What the task requires: The lines from the start of the records through the one containing "pub fn load_dotenv()" are to be transcribed exactly, and nothing else.

Entries taken from a collection:
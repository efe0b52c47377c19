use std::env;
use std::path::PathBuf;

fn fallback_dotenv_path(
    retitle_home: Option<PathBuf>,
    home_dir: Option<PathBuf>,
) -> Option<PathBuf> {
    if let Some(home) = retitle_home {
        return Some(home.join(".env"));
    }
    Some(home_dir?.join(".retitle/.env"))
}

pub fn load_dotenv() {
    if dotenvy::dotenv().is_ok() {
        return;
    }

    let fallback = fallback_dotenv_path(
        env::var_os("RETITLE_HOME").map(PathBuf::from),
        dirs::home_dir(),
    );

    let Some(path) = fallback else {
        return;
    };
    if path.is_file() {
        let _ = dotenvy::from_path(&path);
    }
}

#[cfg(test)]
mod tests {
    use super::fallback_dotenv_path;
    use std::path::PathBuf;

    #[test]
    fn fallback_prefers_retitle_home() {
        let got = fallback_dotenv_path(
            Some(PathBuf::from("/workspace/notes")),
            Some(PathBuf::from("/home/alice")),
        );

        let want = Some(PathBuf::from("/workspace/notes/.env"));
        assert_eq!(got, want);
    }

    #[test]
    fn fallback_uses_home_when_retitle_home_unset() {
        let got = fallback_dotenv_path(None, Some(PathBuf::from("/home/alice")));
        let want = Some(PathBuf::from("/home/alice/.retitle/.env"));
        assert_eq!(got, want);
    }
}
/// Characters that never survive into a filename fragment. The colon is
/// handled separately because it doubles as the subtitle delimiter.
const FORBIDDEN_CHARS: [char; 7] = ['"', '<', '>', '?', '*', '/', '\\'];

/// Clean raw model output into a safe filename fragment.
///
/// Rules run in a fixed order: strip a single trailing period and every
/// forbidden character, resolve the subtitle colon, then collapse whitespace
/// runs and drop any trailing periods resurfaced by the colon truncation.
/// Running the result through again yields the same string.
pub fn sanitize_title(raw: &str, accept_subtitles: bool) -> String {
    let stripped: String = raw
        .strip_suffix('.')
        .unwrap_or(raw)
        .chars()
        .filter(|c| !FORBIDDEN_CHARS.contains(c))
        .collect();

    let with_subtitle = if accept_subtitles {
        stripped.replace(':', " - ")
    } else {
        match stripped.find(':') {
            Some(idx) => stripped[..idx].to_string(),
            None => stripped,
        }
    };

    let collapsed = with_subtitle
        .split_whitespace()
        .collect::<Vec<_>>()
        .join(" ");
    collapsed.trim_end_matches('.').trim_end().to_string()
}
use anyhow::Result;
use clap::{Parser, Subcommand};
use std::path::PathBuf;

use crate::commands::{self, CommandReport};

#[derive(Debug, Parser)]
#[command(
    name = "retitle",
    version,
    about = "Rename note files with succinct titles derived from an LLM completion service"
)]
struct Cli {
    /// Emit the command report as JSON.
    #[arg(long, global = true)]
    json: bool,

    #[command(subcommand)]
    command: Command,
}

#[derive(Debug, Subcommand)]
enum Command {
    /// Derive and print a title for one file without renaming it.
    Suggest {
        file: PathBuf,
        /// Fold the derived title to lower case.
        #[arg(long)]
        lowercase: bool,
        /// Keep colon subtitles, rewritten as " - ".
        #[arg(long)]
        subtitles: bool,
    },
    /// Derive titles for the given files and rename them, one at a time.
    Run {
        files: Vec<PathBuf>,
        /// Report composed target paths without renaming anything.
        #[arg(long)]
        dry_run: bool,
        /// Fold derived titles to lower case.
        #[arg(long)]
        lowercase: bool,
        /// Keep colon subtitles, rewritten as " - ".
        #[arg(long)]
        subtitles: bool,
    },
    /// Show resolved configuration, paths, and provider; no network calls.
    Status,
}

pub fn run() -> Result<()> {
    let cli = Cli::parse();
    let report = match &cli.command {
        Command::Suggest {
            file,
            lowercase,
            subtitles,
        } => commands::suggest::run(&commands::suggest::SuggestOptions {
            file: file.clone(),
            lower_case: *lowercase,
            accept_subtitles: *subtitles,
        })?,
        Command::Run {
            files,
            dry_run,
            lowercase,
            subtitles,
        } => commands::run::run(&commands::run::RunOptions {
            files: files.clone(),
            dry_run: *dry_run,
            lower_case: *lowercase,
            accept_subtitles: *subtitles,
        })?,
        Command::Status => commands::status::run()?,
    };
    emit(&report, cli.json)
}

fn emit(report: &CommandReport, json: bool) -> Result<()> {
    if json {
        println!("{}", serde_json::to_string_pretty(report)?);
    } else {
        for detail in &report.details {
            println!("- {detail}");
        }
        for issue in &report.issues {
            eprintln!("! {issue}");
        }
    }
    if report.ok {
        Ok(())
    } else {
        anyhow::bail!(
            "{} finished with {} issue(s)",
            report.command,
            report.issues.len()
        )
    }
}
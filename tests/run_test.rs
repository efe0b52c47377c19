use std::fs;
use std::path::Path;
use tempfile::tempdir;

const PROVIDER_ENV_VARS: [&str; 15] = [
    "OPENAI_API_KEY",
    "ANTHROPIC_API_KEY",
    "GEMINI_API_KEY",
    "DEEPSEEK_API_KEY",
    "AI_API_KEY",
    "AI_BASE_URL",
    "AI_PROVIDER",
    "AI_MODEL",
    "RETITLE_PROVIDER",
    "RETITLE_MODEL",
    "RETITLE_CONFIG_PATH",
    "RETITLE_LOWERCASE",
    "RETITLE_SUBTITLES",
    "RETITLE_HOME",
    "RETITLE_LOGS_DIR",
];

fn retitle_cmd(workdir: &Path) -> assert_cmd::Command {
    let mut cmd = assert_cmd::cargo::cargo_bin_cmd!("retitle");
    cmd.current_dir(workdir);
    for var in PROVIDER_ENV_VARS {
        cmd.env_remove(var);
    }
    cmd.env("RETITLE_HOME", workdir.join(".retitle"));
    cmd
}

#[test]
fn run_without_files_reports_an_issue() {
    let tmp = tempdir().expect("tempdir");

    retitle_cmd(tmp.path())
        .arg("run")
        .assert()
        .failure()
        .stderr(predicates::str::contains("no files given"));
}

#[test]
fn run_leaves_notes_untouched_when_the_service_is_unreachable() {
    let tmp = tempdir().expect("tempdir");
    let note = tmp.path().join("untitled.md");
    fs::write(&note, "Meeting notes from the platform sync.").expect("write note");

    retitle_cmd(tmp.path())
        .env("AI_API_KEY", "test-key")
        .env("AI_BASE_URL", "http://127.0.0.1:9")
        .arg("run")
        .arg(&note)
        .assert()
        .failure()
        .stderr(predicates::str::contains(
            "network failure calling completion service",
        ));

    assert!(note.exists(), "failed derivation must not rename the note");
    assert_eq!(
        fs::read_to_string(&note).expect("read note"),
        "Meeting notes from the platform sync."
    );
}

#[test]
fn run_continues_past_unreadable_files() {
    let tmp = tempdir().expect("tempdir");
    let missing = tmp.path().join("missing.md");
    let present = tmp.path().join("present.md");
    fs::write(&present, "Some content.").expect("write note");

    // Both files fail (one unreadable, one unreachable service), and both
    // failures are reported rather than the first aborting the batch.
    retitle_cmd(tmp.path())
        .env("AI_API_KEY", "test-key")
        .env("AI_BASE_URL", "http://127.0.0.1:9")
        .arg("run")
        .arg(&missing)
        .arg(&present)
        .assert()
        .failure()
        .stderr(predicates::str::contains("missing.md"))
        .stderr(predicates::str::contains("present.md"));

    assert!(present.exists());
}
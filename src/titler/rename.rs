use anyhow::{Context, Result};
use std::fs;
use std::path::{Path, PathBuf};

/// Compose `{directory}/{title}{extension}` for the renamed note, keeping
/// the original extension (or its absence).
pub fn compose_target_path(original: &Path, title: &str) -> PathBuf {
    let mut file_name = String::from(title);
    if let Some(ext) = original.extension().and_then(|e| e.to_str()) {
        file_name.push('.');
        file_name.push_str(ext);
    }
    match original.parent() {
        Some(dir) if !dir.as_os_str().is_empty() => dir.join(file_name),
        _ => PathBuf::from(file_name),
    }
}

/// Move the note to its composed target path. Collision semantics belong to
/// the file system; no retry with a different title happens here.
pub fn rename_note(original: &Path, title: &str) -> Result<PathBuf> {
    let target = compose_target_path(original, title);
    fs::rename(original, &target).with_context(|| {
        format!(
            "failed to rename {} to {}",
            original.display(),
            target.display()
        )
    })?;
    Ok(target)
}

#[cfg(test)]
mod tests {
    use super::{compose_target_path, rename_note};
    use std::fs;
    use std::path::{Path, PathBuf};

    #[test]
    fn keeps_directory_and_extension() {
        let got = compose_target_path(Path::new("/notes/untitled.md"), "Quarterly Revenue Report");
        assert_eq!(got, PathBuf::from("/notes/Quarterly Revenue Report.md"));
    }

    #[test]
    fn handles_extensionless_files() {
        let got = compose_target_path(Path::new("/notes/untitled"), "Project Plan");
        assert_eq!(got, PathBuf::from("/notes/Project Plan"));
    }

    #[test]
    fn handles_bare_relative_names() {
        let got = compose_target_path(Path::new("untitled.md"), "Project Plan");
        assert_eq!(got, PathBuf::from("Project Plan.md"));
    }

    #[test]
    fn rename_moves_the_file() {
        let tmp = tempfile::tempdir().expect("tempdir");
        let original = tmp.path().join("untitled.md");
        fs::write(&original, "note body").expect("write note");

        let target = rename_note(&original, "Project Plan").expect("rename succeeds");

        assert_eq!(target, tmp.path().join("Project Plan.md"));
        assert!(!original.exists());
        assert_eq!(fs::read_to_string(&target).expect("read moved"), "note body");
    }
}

Result:
repository efe0b52c47377c19
use std::env;
use std::path::PathBuf;

fn fallback_dotenv_path(
    retitle_home: Option<PathBuf>,
    home_dir: Option<PathBuf>,
) -> Option<PathBuf> {
    if let Some(home) = retitle_home {
        return Some(home.join(".env"));
    }
    Some(home_dir?.join(".retitle/.env"))
}

pub fn load_dotenv() {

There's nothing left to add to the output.